───── Given records ─────

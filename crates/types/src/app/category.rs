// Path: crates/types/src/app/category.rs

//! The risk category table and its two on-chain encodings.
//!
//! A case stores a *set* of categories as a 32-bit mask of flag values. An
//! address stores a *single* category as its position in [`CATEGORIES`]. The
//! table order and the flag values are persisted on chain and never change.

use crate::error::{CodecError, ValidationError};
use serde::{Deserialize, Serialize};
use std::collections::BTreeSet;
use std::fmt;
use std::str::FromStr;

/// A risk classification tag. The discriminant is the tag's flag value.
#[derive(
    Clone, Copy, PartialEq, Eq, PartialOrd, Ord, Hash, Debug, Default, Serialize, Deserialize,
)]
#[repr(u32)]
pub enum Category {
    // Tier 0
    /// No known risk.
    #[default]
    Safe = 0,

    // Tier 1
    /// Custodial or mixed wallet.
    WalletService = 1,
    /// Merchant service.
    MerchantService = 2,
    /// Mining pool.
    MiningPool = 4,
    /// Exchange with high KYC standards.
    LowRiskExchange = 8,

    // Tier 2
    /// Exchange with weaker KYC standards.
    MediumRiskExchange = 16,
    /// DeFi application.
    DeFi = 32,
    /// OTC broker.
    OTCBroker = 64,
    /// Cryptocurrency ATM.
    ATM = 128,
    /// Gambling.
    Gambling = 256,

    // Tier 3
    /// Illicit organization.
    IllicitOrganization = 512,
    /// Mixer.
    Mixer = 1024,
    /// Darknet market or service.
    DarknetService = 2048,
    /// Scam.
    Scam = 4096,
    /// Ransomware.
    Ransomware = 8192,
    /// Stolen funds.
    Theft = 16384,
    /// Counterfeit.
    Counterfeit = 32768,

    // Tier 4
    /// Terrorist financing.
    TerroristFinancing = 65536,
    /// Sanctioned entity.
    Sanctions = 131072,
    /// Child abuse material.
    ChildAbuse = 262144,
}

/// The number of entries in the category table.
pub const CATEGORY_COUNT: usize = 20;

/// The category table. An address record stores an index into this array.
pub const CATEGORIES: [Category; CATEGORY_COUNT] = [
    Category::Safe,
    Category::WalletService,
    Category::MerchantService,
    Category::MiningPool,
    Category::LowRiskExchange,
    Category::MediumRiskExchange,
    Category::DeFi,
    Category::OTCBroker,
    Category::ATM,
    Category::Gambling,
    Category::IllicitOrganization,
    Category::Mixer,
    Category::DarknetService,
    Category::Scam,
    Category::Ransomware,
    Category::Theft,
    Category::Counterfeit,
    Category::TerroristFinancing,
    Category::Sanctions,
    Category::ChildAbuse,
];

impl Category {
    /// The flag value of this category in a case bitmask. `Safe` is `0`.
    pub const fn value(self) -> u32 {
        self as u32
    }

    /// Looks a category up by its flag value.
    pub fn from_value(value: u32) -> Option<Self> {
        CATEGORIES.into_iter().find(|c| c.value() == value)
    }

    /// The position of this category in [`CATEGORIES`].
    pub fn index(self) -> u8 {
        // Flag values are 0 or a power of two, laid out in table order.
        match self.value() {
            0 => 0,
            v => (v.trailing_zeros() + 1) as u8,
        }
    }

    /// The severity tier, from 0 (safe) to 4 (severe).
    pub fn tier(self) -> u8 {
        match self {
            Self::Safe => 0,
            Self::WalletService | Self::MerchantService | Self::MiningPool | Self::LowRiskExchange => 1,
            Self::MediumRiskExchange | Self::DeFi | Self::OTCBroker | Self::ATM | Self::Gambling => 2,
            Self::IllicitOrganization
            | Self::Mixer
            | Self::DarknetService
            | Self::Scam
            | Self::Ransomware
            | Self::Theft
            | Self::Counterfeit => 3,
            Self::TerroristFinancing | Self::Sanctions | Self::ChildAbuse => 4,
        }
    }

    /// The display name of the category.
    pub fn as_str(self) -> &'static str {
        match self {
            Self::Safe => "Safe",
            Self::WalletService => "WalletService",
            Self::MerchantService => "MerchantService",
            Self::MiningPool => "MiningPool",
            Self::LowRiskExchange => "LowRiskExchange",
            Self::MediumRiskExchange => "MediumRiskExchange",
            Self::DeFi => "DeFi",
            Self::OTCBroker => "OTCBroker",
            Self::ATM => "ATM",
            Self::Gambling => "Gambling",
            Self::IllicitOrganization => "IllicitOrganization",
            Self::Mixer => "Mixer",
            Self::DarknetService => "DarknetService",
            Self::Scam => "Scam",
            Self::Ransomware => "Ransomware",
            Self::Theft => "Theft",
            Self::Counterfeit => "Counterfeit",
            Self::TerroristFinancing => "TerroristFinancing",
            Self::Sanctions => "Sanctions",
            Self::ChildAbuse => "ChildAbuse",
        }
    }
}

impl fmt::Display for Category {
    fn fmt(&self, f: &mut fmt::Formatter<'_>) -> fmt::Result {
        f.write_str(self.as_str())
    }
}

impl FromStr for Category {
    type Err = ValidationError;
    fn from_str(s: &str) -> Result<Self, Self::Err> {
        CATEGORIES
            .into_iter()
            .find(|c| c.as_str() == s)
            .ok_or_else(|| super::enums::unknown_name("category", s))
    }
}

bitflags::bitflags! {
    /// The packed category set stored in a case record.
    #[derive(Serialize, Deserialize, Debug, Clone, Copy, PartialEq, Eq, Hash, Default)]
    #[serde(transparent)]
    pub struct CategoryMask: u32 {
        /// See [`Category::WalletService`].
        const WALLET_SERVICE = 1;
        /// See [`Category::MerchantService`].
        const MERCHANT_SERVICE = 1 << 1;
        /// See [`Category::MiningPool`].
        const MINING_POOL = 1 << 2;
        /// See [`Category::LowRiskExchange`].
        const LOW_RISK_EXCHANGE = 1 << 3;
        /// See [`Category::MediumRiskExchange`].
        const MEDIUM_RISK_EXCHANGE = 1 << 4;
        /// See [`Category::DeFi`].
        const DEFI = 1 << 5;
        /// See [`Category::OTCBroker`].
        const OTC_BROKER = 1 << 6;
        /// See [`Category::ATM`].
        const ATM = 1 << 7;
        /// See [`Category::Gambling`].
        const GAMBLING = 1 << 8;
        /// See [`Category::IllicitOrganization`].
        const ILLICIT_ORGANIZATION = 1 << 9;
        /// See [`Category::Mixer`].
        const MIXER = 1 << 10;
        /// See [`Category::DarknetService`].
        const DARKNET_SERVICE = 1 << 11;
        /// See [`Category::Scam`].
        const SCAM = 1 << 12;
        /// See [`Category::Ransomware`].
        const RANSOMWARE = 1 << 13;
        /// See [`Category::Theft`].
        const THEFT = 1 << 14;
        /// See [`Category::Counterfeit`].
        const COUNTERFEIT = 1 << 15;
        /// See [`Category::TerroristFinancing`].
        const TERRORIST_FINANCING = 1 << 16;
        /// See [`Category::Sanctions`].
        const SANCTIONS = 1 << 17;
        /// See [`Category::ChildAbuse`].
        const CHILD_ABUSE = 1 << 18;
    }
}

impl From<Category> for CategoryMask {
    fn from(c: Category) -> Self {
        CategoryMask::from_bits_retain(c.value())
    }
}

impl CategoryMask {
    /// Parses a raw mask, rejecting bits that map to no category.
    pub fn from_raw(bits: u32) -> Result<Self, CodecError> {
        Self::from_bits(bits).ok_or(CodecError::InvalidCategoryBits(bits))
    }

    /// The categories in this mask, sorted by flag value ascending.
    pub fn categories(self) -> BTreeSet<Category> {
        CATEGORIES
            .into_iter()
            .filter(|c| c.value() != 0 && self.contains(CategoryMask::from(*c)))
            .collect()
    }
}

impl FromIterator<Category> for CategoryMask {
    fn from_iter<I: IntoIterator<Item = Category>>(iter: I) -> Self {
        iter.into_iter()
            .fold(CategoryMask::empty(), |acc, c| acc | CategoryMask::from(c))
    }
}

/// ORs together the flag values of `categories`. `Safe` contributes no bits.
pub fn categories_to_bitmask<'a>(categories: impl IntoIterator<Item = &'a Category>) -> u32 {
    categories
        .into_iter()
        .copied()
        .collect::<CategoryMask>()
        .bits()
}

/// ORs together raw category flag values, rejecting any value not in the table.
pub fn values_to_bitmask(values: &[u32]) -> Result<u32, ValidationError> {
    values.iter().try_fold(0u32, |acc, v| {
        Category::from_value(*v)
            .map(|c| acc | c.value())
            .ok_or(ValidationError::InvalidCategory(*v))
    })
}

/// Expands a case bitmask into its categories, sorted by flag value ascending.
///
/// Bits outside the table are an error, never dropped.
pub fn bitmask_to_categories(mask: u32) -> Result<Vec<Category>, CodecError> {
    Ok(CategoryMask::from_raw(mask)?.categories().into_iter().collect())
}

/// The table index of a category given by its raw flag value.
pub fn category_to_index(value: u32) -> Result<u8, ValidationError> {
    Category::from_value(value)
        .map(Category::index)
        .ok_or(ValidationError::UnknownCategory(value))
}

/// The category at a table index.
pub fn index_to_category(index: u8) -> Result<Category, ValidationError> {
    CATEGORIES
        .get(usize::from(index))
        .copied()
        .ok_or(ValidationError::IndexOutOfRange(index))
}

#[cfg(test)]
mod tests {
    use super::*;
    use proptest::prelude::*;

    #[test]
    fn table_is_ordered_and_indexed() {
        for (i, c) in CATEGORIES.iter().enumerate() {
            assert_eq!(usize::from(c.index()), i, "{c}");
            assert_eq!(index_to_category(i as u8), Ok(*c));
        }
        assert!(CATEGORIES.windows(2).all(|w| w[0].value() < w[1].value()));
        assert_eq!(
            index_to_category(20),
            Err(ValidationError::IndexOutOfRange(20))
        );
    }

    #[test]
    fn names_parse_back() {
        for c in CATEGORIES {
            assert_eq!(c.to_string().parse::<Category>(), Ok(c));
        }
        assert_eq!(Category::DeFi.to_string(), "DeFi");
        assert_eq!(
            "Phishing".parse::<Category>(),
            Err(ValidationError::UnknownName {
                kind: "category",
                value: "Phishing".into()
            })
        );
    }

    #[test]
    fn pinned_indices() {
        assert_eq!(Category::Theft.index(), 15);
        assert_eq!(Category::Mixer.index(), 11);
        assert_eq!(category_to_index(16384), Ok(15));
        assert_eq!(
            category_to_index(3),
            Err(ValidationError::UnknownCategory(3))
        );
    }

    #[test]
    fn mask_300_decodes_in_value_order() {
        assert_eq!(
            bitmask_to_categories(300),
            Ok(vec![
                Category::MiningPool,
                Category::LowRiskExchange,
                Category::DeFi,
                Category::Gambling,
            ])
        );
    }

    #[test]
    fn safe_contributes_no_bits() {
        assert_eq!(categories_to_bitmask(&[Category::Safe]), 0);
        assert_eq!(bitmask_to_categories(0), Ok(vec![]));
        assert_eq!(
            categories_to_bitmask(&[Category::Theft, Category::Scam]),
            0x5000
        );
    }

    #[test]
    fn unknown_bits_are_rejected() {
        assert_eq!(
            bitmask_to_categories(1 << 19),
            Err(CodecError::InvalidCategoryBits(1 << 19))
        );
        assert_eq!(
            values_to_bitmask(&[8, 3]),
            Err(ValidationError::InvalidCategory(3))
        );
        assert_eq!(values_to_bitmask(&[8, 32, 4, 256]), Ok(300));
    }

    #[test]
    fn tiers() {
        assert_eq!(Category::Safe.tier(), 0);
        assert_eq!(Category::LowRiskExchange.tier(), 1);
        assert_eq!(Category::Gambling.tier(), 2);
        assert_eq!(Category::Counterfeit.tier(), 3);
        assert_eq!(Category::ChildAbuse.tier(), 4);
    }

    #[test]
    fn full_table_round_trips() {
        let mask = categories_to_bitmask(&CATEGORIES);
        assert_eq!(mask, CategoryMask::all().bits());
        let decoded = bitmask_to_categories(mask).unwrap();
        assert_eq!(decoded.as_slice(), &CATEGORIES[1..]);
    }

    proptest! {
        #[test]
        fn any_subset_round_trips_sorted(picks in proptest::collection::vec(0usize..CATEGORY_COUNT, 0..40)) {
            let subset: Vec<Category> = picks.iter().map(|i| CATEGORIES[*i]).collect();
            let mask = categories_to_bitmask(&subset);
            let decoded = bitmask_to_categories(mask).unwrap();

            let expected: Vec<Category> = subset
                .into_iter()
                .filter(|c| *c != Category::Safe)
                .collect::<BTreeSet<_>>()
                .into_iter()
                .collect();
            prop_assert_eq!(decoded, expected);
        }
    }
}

─────

Task to complete: Which lines in the listing have the string "Clone"? Pick them out and copy them.

Expected output:
    Clone, Copy, PartialEq, Eq, PartialOrd, Ord, Hash, Debug, Default, Serialize, Deserialize,
    #[derive(Serialize, Deserialize, Debug, Clone, Copy, PartialEq, Eq, Hash, Default)]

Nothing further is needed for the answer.